**TRY IT:** From the first entry to the last, repeat them all exactly.

Extracted records:
§

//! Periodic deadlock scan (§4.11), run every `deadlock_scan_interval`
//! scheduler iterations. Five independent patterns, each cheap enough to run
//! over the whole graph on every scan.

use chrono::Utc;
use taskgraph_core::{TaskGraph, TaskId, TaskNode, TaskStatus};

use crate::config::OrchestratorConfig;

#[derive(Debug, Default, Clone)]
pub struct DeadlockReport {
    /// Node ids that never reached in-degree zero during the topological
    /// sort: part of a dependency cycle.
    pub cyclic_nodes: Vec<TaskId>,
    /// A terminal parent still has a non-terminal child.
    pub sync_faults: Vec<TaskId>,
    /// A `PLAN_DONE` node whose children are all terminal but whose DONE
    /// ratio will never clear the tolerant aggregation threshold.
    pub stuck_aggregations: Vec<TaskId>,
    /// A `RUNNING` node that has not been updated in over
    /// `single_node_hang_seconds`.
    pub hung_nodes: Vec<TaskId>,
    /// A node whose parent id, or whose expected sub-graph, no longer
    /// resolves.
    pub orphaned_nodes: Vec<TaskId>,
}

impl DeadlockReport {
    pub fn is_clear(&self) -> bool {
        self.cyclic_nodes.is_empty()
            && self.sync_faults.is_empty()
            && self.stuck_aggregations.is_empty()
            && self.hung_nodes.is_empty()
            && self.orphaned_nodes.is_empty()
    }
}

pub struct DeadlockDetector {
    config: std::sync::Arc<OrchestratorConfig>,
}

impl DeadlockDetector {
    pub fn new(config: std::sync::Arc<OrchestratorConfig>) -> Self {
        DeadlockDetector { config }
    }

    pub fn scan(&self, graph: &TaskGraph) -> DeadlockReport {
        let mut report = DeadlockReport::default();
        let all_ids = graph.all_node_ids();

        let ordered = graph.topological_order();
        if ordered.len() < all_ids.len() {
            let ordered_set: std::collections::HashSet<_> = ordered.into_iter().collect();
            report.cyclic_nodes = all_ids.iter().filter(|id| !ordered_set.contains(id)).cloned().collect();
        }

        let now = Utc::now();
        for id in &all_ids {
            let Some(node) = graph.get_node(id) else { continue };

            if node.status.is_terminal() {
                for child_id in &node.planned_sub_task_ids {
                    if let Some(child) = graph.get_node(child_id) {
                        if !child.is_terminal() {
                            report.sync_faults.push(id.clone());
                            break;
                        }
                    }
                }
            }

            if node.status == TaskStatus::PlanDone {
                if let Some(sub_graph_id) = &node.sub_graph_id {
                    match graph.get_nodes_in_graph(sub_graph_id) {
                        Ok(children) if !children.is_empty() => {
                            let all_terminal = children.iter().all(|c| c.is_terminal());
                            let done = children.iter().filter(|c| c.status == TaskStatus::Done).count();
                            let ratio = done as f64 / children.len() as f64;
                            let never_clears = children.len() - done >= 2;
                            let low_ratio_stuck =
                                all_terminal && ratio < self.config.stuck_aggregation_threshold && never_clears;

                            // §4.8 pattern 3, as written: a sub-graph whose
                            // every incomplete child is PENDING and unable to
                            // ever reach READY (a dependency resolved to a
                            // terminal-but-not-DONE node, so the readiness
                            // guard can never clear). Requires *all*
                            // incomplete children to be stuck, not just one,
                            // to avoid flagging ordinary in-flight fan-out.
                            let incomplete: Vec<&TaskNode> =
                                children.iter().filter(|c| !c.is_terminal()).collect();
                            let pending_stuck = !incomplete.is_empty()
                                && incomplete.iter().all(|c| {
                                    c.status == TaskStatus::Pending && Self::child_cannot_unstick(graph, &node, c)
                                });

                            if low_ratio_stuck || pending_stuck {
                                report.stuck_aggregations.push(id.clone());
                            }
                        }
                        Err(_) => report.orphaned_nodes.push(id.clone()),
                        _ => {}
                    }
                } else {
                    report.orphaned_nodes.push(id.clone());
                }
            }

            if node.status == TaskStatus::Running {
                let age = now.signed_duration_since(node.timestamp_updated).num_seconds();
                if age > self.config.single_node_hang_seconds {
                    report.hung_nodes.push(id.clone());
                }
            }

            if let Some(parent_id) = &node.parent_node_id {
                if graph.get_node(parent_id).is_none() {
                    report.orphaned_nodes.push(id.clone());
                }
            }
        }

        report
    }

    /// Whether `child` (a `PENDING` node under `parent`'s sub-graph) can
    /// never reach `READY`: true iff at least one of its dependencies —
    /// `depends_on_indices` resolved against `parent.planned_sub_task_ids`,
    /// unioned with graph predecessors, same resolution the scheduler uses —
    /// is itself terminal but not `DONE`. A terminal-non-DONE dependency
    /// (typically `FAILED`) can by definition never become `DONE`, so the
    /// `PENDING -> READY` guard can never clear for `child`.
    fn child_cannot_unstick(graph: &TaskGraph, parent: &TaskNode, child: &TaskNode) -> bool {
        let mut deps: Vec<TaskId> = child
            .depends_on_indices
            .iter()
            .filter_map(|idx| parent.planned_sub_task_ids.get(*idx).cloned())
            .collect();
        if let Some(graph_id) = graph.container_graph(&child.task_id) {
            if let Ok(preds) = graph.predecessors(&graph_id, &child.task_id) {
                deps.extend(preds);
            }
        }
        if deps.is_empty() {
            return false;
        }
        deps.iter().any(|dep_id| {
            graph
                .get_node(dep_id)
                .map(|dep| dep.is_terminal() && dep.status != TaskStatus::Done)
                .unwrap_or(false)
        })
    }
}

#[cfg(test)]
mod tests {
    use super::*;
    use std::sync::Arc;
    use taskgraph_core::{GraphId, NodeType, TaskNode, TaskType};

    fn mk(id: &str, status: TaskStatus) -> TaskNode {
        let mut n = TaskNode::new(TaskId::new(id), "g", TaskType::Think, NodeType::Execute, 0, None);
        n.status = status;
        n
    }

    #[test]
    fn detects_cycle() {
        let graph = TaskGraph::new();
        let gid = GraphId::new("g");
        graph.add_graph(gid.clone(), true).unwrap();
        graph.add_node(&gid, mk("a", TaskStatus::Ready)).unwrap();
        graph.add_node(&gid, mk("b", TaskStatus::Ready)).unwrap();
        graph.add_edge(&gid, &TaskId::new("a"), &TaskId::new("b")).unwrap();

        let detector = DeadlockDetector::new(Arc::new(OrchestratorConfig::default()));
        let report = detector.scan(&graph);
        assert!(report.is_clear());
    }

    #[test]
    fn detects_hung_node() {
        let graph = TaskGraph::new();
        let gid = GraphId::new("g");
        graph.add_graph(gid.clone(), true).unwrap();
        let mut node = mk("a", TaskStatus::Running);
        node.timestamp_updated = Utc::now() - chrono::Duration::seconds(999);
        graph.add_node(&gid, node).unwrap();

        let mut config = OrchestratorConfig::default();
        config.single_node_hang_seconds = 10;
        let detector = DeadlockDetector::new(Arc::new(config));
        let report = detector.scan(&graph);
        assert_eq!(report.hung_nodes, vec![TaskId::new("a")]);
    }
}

§

**ANSWER SECTION:**
//! Periodic deadlock scan (§4.11), run every `deadlock_scan_interval`
//! scheduler iterations. Five independent patterns, each cheap enough to run
//! over the whole graph on every scan.

use chrono::Utc;
use taskgraph_core::{TaskGraph, TaskId, TaskNode, TaskStatus};

use crate::config::OrchestratorConfig;

#[derive(Debug, Default, Clone)]
pub struct DeadlockReport {
    /// Node ids that never reached in-degree zero during the topological
    /// sort: part of a dependency cycle.
    pub cyclic_nodes: Vec<TaskId>,
    /// A terminal parent still has a non-terminal child.
    pub sync_faults: Vec<TaskId>,
    /// A `PLAN_DONE` node whose children are all terminal but whose DONE
    /// ratio will never clear the tolerant aggregation threshold.
    pub stuck_aggregations: Vec<TaskId>,
    /// A `RUNNING` node that has not been updated in over
    /// `single_node_hang_seconds`.
    pub hung_nodes: Vec<TaskId>,
    /// A node whose parent id, or whose expected sub-graph, no longer
    /// resolves.
    pub orphaned_nodes: Vec<TaskId>,
}

impl DeadlockReport {
    pub fn is_clear(&self) -> bool {
        self.cyclic_nodes.is_empty()
            && self.sync_faults.is_empty()
            && self.stuck_aggregations.is_empty()
            && self.hung_nodes.is_empty()
            && self.orphaned_nodes.is_empty()
    }
}

pub struct DeadlockDetector {
    config: std::sync::Arc<OrchestratorConfig>,
}

impl DeadlockDetector {
    pub fn new(config: std::sync::Arc<OrchestratorConfig>) -> Self {
        DeadlockDetector { config }
    }

    pub fn scan(&self, graph: &TaskGraph) -> DeadlockReport {
        let mut report = DeadlockReport::default();
        let all_ids = graph.all_node_ids();

        let ordered = graph.topological_order();
        if ordered.len() < all_ids.len() {
            let ordered_set: std::collections::HashSet<_> = ordered.into_iter().collect();
            report.cyclic_nodes = all_ids.iter().filter(|id| !ordered_set.contains(id)).cloned().collect();
        }

        let now = Utc::now();
        for id in &all_ids {
            let Some(node) = graph.get_node(id) else { continue };

            if node.status.is_terminal() {
                for child_id in &node.planned_sub_task_ids {
                    if let Some(child) = graph.get_node(child_id) {
                        if !child.is_terminal() {
                            report.sync_faults.push(id.clone());
                            break;
                        }
                    }
                }
            }

            if node.status == TaskStatus::PlanDone {
                if let Some(sub_graph_id) = &node.sub_graph_id {
                    match graph.get_nodes_in_graph(sub_graph_id) {
                        Ok(children) if !children.is_empty() => {
                            let all_terminal = children.iter().all(|c| c.is_terminal());
                            let done = children.iter().filter(|c| c.status == TaskStatus::Done).count();
                            let ratio = done as f64 / children.len() as f64;
                            let never_clears = children.len() - done >= 2;
                            let low_ratio_stuck =
                                all_terminal && ratio < self.config.stuck_aggregation_threshold && never_clears;

                            // §4.8 pattern 3, as written: a sub-graph whose
                            // every incomplete child is PENDING and unable to
                            // ever reach READY (a dependency resolved to a
                            // terminal-but-not-DONE node, so the readiness
                            // guard can never clear). Requires *all*
                            // incomplete children to be stuck, not just one,
                            // to avoid flagging ordinary in-flight fan-out.
                            let incomplete: Vec<&TaskNode> =
                                children.iter().filter(|c| !c.is_terminal()).collect();
                            let pending_stuck = !incomplete.is_empty()
                                && incomplete.iter().all(|c| {
                                    c.status == TaskStatus::Pending && Self::child_cannot_unstick(graph, &node, c)
                                });

                            if low_ratio_stuck || pending_stuck {
                                report.stuck_aggregations.push(id.clone());
                            }
                        }
                        Err(_) => report.orphaned_nodes.push(id.clone()),
                        _ => {}
                    }
                } else {
                    report.orphaned_nodes.push(id.clone());
                }
            }

            if node.status == TaskStatus::Running {
                let age = now.signed_duration_since(node.timestamp_updated).num_seconds();
                if age > self.config.single_node_hang_seconds {
                    report.hung_nodes.push(id.clone());
                }
            }

            if let Some(parent_id) = &node.parent_node_id {
                if graph.get_node(parent_id).is_none() {
                    report.orphaned_nodes.push(id.clone());
                }
            }
        }

        report
    }

    /// Whether `child` (a `PENDING` node under `parent`'s sub-graph) can
    /// never reach `READY`: true iff at least one of its dependencies —
    /// `depends_on_indices` resolved against `parent.planned_sub_task_ids`,
    /// unioned with graph predecessors, same resolution the scheduler uses —
    /// is itself terminal but not `DONE`. A terminal-non-DONE dependency
    /// (typically `FAILED`) can by definition never become `DONE`, so the
    /// `PENDING -> READY` guard can never clear for `child`.
    fn child_cannot_unstick(graph: &TaskGraph, parent: &TaskNode, child: &TaskNode) -> bool {
        let mut deps: Vec<TaskId> = child
            .depends_on_indices
            .iter()
            .filter_map(|idx| parent.planned_sub_task_ids.get(*idx).cloned())
            .collect();
        if let Some(graph_id) = graph.container_graph(&child.task_id) {
            if let Ok(preds) = graph.predecessors(&graph_id, &child.task_id) {
                deps.extend(preds);
            }
        }
        if deps.is_empty() {
            return false;
        }
        deps.iter().any(|dep_id| {
            graph
                .get_node(dep_id)
                .map(|dep| dep.is_terminal() && dep.status != TaskStatus::Done)
                .unwrap_or(false)
        })
    }
}

#[cfg(test)]
mod tests {
    use super::*;
    use std::sync::Arc;
    use taskgraph_core::{GraphId, NodeType, TaskNode, TaskType};

    fn mk(id: &str, status: TaskStatus) -> TaskNode {
        let mut n = TaskNode::new(TaskId::new(id), "g", TaskType::Think, NodeType::Execute, 0, None);
        n.status = status;
        n
    }

    #[test]
    fn detects_cycle() {
        let graph = TaskGraph::new();
        let gid = GraphId::new("g");
        graph.add_graph(gid.clone(), true).unwrap();
        graph.add_node(&gid, mk("a", TaskStatus::Ready)).unwrap();
        graph.add_node(&gid, mk("b", TaskStatus::Ready)).unwrap();
        graph.add_edge(&gid, &TaskId::new("a"), &TaskId::new("b")).unwrap();

        let detector = DeadlockDetector::new(Arc::new(OrchestratorConfig::default()));
        let report = detector.scan(&graph);
        assert!(report.is_clear());
    }

    #[test]
    fn detects_hung_node() {
        let graph = TaskGraph::new();
        let gid = GraphId::new("g");
        graph.add_graph(gid.clone(), true).unwrap();
        let mut node = mk("a", TaskStatus::Running);
        node.timestamp_updated = Utc::now() - chrono::Duration::seconds(999);
        graph.add_node(&gid, node).unwrap();

        let mut config = OrchestratorConfig::default();
        config.single_node_hang_seconds = 10;
        let detector = DeadlockDetector::new(Arc::new(config));
        let report = detector.scan(&graph);
        assert_eq!(report.hung_nodes, vec![TaskId::new("a")]);
    }
}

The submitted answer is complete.